**Task to carry out:** Exact copies of all entries are expected.

**Data for analysis:**
----------

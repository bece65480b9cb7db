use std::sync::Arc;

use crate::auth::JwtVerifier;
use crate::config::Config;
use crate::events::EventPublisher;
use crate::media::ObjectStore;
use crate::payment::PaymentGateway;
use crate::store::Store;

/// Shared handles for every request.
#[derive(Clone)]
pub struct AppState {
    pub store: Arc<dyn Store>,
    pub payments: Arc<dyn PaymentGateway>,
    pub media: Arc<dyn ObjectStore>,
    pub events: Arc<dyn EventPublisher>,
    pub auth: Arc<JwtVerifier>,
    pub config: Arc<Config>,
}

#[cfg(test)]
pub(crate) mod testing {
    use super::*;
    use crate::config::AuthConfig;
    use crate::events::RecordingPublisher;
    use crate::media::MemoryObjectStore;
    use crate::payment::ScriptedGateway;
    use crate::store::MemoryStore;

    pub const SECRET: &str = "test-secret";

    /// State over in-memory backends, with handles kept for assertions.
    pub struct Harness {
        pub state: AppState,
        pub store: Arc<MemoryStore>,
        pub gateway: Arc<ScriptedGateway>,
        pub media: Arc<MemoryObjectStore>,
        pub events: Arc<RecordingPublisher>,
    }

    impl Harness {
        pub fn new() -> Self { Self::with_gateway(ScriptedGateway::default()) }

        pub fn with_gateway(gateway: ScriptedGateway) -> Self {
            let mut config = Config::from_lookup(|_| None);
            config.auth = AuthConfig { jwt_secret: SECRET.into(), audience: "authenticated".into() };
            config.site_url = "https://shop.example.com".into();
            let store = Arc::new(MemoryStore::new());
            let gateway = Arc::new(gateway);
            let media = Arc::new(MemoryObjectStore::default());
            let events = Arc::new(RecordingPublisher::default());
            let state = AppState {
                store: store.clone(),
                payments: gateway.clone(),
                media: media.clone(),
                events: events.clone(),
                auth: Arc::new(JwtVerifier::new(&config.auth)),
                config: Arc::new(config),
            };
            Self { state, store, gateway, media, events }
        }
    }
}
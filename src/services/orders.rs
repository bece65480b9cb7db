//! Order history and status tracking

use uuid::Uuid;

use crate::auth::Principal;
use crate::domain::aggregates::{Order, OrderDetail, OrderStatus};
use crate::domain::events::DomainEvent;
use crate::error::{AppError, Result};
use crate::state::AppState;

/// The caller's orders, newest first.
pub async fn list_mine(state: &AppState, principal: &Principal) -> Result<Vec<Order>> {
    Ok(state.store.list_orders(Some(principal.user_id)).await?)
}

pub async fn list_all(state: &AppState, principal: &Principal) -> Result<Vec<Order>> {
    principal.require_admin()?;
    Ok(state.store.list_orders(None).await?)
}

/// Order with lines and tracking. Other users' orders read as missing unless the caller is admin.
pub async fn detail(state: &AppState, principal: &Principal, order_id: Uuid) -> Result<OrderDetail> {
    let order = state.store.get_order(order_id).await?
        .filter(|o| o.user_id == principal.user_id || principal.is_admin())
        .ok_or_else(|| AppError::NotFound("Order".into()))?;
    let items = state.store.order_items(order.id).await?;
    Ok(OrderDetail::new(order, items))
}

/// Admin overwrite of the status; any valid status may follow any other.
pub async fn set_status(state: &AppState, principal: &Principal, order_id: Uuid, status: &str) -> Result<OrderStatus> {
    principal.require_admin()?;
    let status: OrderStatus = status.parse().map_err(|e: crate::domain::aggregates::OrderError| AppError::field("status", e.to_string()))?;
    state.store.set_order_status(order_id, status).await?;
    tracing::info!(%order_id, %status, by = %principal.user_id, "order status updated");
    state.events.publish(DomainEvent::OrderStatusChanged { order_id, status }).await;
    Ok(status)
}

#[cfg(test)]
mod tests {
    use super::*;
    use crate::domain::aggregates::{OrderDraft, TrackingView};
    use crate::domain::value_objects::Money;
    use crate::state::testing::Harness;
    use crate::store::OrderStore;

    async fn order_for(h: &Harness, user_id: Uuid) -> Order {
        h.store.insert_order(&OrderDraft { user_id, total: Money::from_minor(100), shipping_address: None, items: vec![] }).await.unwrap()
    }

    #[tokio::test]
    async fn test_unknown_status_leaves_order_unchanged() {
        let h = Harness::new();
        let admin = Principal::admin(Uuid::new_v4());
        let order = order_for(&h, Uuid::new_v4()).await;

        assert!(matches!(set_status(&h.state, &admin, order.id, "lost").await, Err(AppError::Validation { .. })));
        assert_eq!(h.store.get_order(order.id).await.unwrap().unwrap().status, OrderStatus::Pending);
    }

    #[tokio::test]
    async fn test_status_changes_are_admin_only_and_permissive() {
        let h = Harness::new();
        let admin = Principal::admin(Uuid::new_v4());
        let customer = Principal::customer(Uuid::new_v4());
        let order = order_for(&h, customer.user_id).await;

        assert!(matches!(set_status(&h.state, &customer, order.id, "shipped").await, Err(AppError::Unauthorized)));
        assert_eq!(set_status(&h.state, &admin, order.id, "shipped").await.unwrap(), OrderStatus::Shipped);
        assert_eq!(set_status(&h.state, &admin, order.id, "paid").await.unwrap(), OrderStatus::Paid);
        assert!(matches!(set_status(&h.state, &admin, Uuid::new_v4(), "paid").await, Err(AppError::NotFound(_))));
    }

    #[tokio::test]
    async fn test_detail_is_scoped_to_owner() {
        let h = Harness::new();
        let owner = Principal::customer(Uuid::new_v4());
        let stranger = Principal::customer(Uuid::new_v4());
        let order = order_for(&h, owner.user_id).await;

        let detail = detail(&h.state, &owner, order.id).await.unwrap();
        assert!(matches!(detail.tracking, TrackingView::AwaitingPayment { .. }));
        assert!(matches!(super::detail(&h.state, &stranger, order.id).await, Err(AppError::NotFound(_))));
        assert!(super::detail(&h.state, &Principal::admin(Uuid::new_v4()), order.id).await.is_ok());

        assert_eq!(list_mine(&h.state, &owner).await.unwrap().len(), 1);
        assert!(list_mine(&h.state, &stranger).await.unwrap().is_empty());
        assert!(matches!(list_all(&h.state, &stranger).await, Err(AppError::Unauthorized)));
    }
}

----------

**Reply:**
repository bece65480b9cb7db
use std::sync::Arc;

use crate::auth::JwtVerifier;
use crate::config::Config;
use crate::events::EventPublisher;
use crate::media::ObjectStore;
use crate::payment::PaymentGateway;
use crate::store::Store;

/// Shared handles for every request.
#[derive(Clone)]
pub struct AppState {
    pub store: Arc<dyn Store>,
    pub payments: Arc<dyn PaymentGateway>,
    pub media: Arc<dyn ObjectStore>,
    pub events: Arc<dyn EventPublisher>,
    pub auth: Arc<JwtVerifier>,
    pub config: Arc<Config>,
}

#[cfg(test)]
pub(crate) mod testing {
    use super::*;
    use crate::config::AuthConfig;
    use crate::events::RecordingPublisher;
    use crate::media::MemoryObjectStore;
    use crate::payment::ScriptedGateway;
    use crate::store::MemoryStore;

    pub const SECRET: &str = "test-secret";

    /// State over in-memory backends, with handles kept for assertions.
    pub struct Harness {
        pub state: AppState,
        pub store: Arc<MemoryStore>,
        pub gateway: Arc<ScriptedGateway>,
        pub media: Arc<MemoryObjectStore>,
        pub events: Arc<RecordingPublisher>,
    }

    impl Harness {
        pub fn new() -> Self { Self::with_gateway(ScriptedGateway::default()) }

        pub fn with_gateway(gateway: ScriptedGateway) -> Self {
            let mut config = Config::from_lookup(|_| None);
            config.auth = AuthConfig { jwt_secret: SECRET.into(), audience: "authenticated".into() };
            config.site_url = "https://shop.example.com".into();
            let store = Arc::new(MemoryStore::new());
            let gateway = Arc::new(gateway);
            let media = Arc::new(MemoryObjectStore::default());
            let events = Arc::new(RecordingPublisher::default());
            let state = AppState {
                store: store.clone(),
                payments: gateway.clone(),
                media: media.clone(),
                events: events.clone(),
                auth: Arc::new(JwtVerifier::new(&config.auth)),
                config: Arc::new(config),
            };
            Self { state, store, gateway, media, events }
        }
    }
}
filename src/services/orders.rs
repository bece65480b9cb7db
//! Order history and status tracking

use uuid::Uuid;

use crate::auth::Principal;
use crate::domain::aggregates::{Order, OrderDetail, OrderStatus};
use crate::domain::events::DomainEvent;
use crate::error::{AppError, Result};
use crate::state::AppState;

/// The caller's orders, newest first.
pub async fn list_mine(state: &AppState, principal: &Principal) -> Result<Vec<Order>> {
    Ok(state.store.list_orders(Some(principal.user_id)).await?)
}

pub async fn list_all(state: &AppState, principal: &Principal) -> Result<Vec<Order>> {
    principal.require_admin()?;
    Ok(state.store.list_orders(None).await?)
}

/// Order with lines and tracking. Other users' orders read as missing unless the caller is admin.
pub async fn detail(state: &AppState, principal: &Principal, order_id: Uuid) -> Result<OrderDetail> {
    let order = state.store.get_order(order_id).await?
        .filter(|o| o.user_id == principal.user_id || principal.is_admin())
        .ok_or_else(|| AppError::NotFound("Order".into()))?;
    let items = state.store.order_items(order.id).await?;
    Ok(OrderDetail::new(order, items))
}

/// Admin overwrite of the status; any valid status may follow any other.
pub async fn set_status(state: &AppState, principal: &Principal, order_id: Uuid, status: &str) -> Result<OrderStatus> {
    principal.require_admin()?;
    let status: OrderStatus = status.parse().map_err(|e: crate::domain::aggregates::OrderError| AppError::field("status", e.to_string()))?;
    state.store.set_order_status(order_id, status).await?;
    tracing::info!(%order_id, %status, by = %principal.user_id, "order status updated");
    state.events.publish(DomainEvent::OrderStatusChanged { order_id, status }).await;
    Ok(status)
}

#[cfg(test)]
mod tests {
    use super::*;
    use crate::domain::aggregates::{OrderDraft, TrackingView};
    use crate::domain::value_objects::Money;
    use crate::state::testing::Harness;
    use crate::store::OrderStore;

    async fn order_for(h: &Harness, user_id: Uuid) -> Order {
        h.store.insert_order(&OrderDraft { user_id, total: Money::from_minor(100), shipping_address: None, items: vec![] }).await.unwrap()
    }

    #[tokio::test]
    async fn test_unknown_status_leaves_order_unchanged() {
        let h = Harness::new();
        let admin = Principal::admin(Uuid::new_v4());
        let order = order_for(&h, Uuid::new_v4()).await;

        assert!(matches!(set_status(&h.state, &admin, order.id, "lost").await, Err(AppError::Validation { .. })));
        assert_eq!(h.store.get_order(order.id).await.unwrap().unwrap().status, OrderStatus::Pending);
    }

    #[tokio::test]
    async fn test_status_changes_are_admin_only_and_permissive() {
        let h = Harness::new();
        let admin = Principal::admin(Uuid::new_v4());
        let customer = Principal::customer(Uuid::new_v4());
        let order = order_for(&h, customer.user_id).await;

        assert!(matches!(set_status(&h.state, &customer, order.id, "shipped").await, Err(AppError::Unauthorized)));
        assert_eq!(set_status(&h.state, &admin, order.id, "shipped").await.unwrap(), OrderStatus::Shipped);
        assert_eq!(set_status(&h.state, &admin, order.id, "paid").await.unwrap(), OrderStatus::Paid);
        assert!(matches!(set_status(&h.state, &admin, Uuid::new_v4(), "paid").await, Err(AppError::NotFound(_))));
    }

    #[tokio::test]
    async fn test_detail_is_scoped_to_owner() {
        let h = Harness::new();
        let owner = Principal::customer(Uuid::new_v4());
        let stranger = Principal::customer(Uuid::new_v4());
        let order = order_for(&h, owner.user_id).await;

        let detail = detail(&h.state, &owner, order.id).await.unwrap();
        assert!(matches!(detail.tracking, TrackingView::AwaitingPayment { .. }));
        assert!(matches!(super::detail(&h.state, &stranger, order.id).await, Err(AppError::NotFound(_))));
        assert!(super::detail(&h.state, &Principal::admin(Uuid::new_v4()), order.id).await.is_ok());

        assert_eq!(list_mine(&h.state, &owner).await.unwrap().len(), 1);
        assert!(list_mine(&h.state, &stranger).await.unwrap().is_empty());
        assert!(matches!(list_all(&h.state, &stranger).await, Err(AppError::Unauthorized)));
    }
}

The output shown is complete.